Brief: Go through the material line by line and copy each one with the word "returned".

Given entries:
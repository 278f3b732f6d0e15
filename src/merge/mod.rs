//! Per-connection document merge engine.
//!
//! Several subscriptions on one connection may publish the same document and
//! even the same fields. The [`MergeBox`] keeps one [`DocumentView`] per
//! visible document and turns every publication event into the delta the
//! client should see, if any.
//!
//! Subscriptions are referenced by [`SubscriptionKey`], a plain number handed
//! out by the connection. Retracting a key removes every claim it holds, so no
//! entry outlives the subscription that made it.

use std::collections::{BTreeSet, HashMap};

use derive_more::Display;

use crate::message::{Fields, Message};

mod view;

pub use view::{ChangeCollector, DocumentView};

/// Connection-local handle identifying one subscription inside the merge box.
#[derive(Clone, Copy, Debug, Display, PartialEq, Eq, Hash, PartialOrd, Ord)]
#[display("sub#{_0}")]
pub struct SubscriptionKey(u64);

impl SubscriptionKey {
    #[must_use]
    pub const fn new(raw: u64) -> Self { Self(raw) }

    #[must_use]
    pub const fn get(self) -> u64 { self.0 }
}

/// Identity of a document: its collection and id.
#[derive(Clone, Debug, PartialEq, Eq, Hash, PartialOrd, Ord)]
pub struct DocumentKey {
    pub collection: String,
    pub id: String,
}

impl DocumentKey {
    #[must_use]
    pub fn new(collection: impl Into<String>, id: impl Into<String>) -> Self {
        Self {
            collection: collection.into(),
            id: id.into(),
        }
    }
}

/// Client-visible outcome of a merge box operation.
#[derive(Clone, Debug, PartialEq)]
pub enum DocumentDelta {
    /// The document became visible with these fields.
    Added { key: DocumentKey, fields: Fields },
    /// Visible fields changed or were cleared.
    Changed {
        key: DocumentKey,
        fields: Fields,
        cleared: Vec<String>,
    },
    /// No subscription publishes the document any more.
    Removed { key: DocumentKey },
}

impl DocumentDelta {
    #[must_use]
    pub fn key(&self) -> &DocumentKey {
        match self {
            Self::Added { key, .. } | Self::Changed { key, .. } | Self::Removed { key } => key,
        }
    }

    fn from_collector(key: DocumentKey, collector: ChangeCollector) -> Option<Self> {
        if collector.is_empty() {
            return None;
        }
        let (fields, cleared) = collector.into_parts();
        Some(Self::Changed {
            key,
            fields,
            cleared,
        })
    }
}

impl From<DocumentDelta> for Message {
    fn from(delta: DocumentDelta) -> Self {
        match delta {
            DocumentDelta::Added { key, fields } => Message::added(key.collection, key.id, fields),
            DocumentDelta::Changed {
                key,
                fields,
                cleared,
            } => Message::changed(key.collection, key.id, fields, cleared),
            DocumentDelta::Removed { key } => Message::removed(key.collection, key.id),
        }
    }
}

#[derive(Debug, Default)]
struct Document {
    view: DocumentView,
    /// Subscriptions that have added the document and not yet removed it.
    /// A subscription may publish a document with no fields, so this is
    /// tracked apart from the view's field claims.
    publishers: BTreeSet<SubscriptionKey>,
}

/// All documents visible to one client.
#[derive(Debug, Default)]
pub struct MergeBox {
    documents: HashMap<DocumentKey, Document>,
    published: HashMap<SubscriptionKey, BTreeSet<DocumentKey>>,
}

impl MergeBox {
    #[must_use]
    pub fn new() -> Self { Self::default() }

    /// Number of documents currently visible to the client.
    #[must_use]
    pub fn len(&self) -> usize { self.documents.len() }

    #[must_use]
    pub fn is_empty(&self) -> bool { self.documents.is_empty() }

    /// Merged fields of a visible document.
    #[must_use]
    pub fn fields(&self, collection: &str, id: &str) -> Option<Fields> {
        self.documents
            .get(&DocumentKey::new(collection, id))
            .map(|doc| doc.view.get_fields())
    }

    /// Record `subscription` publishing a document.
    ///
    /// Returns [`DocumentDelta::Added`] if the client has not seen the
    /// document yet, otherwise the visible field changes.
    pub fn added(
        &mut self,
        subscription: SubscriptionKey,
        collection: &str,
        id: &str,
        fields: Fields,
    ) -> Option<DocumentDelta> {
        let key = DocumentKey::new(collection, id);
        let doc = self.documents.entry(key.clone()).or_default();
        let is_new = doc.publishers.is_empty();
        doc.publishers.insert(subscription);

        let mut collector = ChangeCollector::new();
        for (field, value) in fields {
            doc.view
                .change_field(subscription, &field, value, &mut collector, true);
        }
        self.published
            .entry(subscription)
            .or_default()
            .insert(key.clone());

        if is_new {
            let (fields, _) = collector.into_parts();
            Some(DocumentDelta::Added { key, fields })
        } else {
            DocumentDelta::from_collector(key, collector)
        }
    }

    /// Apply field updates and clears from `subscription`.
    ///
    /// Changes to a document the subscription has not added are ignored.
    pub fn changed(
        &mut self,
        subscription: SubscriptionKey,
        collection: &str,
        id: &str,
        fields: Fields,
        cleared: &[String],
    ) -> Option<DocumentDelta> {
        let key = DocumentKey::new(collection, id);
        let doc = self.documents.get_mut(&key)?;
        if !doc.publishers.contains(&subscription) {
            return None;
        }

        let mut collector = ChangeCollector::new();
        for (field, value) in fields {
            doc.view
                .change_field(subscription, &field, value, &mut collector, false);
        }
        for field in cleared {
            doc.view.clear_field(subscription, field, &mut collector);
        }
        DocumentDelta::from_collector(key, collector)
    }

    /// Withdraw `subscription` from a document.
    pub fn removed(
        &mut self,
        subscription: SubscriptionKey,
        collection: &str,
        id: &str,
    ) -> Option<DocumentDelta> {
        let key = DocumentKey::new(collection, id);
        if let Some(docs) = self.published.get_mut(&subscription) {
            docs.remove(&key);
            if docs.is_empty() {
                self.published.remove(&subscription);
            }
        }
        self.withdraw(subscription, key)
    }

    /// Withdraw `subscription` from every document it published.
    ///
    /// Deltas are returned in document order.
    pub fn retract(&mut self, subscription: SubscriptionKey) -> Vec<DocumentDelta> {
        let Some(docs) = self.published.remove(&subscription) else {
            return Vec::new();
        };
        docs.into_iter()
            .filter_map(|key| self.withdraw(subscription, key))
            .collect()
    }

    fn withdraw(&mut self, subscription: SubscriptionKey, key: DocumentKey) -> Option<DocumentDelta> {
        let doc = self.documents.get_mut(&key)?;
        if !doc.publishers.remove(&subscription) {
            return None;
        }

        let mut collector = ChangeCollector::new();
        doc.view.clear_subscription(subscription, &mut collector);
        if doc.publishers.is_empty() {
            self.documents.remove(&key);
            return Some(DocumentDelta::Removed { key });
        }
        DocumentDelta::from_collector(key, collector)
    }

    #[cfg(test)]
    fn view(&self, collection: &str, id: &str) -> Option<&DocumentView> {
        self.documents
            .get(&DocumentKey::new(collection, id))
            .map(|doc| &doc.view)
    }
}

* * *

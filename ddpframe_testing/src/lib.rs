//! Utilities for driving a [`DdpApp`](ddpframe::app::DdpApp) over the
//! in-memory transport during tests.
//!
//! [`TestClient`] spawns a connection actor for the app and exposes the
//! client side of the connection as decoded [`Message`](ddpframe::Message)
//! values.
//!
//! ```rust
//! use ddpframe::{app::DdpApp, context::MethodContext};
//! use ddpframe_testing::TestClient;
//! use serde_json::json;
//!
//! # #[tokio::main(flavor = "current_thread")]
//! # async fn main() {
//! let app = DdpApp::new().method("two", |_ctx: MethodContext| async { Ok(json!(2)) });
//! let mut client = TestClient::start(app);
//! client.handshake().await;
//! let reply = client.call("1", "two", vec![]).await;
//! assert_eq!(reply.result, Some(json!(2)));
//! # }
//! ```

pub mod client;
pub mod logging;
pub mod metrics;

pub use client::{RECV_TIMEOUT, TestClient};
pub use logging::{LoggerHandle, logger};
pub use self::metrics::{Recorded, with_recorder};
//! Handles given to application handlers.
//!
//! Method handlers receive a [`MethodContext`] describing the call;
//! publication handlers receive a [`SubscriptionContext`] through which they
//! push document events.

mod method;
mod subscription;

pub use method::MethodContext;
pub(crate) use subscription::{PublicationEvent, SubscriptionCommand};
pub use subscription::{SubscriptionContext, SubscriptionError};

...

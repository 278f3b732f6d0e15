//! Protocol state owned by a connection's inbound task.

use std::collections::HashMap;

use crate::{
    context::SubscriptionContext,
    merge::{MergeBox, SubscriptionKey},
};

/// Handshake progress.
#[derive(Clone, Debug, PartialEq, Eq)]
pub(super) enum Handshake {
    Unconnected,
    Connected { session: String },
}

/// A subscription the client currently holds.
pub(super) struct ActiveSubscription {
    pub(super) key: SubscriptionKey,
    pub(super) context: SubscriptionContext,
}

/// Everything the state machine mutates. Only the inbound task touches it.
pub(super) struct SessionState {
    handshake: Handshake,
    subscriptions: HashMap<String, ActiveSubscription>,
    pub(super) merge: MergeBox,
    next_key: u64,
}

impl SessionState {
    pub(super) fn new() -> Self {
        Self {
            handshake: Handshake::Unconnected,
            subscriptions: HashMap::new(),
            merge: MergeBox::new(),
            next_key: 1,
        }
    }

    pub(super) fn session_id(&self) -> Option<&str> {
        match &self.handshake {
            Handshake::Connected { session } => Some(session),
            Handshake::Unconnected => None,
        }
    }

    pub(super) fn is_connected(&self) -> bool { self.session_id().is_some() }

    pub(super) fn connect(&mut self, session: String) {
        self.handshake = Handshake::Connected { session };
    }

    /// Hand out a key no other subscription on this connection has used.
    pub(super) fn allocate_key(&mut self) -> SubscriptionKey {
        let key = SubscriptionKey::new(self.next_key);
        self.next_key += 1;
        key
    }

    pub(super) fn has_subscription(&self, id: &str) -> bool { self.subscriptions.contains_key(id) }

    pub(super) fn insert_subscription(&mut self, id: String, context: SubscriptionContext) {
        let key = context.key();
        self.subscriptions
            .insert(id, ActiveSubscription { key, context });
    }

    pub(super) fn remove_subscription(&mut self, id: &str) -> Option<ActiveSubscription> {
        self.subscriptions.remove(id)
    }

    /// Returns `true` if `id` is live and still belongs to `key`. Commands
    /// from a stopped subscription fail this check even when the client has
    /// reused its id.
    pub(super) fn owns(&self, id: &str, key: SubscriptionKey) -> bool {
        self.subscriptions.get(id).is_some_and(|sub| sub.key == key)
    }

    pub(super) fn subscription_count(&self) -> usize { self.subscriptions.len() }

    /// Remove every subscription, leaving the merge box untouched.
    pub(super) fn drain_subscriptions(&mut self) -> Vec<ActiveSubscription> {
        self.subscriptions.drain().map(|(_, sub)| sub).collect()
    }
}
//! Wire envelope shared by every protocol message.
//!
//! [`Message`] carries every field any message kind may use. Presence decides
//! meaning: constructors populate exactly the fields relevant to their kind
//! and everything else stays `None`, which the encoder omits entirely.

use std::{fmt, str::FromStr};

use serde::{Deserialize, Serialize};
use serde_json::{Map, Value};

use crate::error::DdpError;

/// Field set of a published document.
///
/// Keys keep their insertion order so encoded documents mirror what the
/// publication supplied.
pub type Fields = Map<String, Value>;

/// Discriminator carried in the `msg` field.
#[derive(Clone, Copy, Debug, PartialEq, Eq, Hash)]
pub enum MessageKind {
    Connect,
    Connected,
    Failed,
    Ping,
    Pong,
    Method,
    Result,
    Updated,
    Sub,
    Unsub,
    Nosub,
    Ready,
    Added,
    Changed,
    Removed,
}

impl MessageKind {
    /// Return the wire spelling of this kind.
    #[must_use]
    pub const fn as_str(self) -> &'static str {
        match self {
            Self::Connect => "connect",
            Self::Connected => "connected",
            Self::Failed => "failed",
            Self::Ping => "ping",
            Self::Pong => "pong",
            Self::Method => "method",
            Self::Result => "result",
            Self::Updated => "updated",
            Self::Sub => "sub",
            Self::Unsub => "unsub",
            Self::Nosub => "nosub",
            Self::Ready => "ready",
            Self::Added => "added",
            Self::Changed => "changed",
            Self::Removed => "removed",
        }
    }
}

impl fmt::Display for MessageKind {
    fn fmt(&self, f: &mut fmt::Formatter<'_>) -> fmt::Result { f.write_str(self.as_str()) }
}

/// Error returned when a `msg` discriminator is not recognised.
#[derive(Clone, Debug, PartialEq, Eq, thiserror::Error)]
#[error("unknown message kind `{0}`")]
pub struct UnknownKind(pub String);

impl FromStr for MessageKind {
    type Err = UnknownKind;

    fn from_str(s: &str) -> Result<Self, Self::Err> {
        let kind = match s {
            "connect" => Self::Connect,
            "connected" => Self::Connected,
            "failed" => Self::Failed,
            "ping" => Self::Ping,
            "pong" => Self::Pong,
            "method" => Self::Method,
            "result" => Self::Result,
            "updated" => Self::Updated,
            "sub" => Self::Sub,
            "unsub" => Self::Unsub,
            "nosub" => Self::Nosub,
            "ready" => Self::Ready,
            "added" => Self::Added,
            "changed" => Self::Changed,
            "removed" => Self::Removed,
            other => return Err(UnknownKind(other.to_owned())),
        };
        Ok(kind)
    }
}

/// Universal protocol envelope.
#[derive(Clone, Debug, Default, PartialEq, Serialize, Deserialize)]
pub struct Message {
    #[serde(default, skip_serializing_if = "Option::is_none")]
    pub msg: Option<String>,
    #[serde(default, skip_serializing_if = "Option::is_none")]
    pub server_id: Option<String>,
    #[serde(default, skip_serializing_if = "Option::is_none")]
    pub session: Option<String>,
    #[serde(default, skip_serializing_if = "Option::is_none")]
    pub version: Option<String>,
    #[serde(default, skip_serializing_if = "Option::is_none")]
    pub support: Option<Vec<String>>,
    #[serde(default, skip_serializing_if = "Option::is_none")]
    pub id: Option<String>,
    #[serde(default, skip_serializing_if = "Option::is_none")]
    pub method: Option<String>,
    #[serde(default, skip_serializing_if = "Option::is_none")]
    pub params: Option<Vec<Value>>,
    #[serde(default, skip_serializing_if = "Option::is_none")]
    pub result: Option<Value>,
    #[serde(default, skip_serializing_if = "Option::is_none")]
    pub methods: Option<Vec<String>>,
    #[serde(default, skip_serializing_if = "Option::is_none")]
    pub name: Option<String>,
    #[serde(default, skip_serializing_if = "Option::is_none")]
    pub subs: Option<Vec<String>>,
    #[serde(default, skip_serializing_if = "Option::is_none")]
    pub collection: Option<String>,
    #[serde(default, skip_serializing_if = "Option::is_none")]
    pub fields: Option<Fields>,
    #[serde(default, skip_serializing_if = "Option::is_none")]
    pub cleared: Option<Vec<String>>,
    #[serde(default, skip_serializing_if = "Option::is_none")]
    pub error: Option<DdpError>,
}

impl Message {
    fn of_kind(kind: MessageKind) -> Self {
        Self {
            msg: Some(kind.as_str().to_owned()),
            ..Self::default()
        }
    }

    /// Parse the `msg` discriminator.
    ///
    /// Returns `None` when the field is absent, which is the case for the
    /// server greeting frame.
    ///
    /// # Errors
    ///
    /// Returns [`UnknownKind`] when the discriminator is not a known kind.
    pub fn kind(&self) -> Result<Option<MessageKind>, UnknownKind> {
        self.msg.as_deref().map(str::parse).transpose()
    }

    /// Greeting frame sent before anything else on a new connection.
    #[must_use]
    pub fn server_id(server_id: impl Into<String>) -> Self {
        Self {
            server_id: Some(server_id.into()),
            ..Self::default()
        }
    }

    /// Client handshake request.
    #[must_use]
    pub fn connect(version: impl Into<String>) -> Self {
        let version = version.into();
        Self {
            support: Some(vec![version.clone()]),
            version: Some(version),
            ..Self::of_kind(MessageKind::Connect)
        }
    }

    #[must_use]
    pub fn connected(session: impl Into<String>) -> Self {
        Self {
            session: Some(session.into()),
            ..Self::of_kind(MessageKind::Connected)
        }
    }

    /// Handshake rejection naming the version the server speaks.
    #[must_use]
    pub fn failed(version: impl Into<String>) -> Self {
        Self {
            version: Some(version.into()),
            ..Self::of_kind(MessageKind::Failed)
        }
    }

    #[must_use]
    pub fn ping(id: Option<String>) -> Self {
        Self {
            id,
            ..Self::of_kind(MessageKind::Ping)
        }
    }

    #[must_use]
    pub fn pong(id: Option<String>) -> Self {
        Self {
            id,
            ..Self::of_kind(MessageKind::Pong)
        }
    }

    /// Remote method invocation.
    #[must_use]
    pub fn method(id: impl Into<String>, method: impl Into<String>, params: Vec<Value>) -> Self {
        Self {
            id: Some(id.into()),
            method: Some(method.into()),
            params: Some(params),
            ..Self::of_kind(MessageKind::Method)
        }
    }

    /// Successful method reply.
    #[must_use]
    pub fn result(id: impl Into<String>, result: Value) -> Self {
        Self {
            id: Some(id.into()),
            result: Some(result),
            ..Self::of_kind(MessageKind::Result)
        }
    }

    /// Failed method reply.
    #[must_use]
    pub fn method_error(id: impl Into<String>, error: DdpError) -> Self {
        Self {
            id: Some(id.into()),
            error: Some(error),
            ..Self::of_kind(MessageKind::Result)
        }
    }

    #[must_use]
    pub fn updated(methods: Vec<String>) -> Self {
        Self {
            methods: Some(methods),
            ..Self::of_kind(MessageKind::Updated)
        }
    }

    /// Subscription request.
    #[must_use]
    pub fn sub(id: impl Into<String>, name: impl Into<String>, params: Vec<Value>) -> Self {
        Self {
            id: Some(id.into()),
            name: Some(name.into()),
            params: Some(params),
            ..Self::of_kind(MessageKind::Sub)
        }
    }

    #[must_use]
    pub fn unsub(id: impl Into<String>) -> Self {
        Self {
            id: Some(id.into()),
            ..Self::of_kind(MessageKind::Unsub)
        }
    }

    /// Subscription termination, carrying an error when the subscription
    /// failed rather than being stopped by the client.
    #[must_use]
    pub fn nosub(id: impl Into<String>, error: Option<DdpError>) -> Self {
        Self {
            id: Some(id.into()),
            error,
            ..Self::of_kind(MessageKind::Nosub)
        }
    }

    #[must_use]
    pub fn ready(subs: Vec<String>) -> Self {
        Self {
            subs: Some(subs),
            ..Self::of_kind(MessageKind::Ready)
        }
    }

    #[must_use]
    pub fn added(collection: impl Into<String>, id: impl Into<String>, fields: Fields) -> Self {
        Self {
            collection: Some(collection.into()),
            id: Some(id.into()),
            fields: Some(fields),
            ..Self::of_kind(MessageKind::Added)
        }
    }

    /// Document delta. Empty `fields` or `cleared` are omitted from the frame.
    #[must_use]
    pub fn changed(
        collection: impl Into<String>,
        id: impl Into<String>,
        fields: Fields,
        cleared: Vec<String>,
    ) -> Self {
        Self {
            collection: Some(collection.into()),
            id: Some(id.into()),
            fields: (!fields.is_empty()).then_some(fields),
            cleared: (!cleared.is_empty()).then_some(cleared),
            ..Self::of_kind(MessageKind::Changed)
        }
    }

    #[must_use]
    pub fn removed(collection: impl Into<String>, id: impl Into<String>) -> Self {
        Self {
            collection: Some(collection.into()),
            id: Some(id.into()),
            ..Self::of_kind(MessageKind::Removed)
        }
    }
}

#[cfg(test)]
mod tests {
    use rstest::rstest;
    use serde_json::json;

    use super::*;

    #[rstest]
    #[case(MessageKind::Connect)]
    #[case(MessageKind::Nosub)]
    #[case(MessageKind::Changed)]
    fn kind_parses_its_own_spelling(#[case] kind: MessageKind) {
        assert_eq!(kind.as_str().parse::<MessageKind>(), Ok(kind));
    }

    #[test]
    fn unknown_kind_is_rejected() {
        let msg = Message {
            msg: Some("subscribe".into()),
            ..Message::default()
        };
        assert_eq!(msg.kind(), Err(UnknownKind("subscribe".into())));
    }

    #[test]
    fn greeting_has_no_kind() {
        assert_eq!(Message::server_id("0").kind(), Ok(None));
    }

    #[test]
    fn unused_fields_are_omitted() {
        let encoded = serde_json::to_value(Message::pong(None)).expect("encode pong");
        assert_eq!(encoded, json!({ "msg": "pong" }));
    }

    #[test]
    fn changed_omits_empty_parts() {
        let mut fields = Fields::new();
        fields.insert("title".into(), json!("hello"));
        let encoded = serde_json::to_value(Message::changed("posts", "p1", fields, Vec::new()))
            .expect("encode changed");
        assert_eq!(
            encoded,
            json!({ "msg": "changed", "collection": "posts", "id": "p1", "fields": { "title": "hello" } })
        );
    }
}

Task result:
    /// Deltas are returned in document order.
/// Error returned when a `msg` discriminator is not recognised.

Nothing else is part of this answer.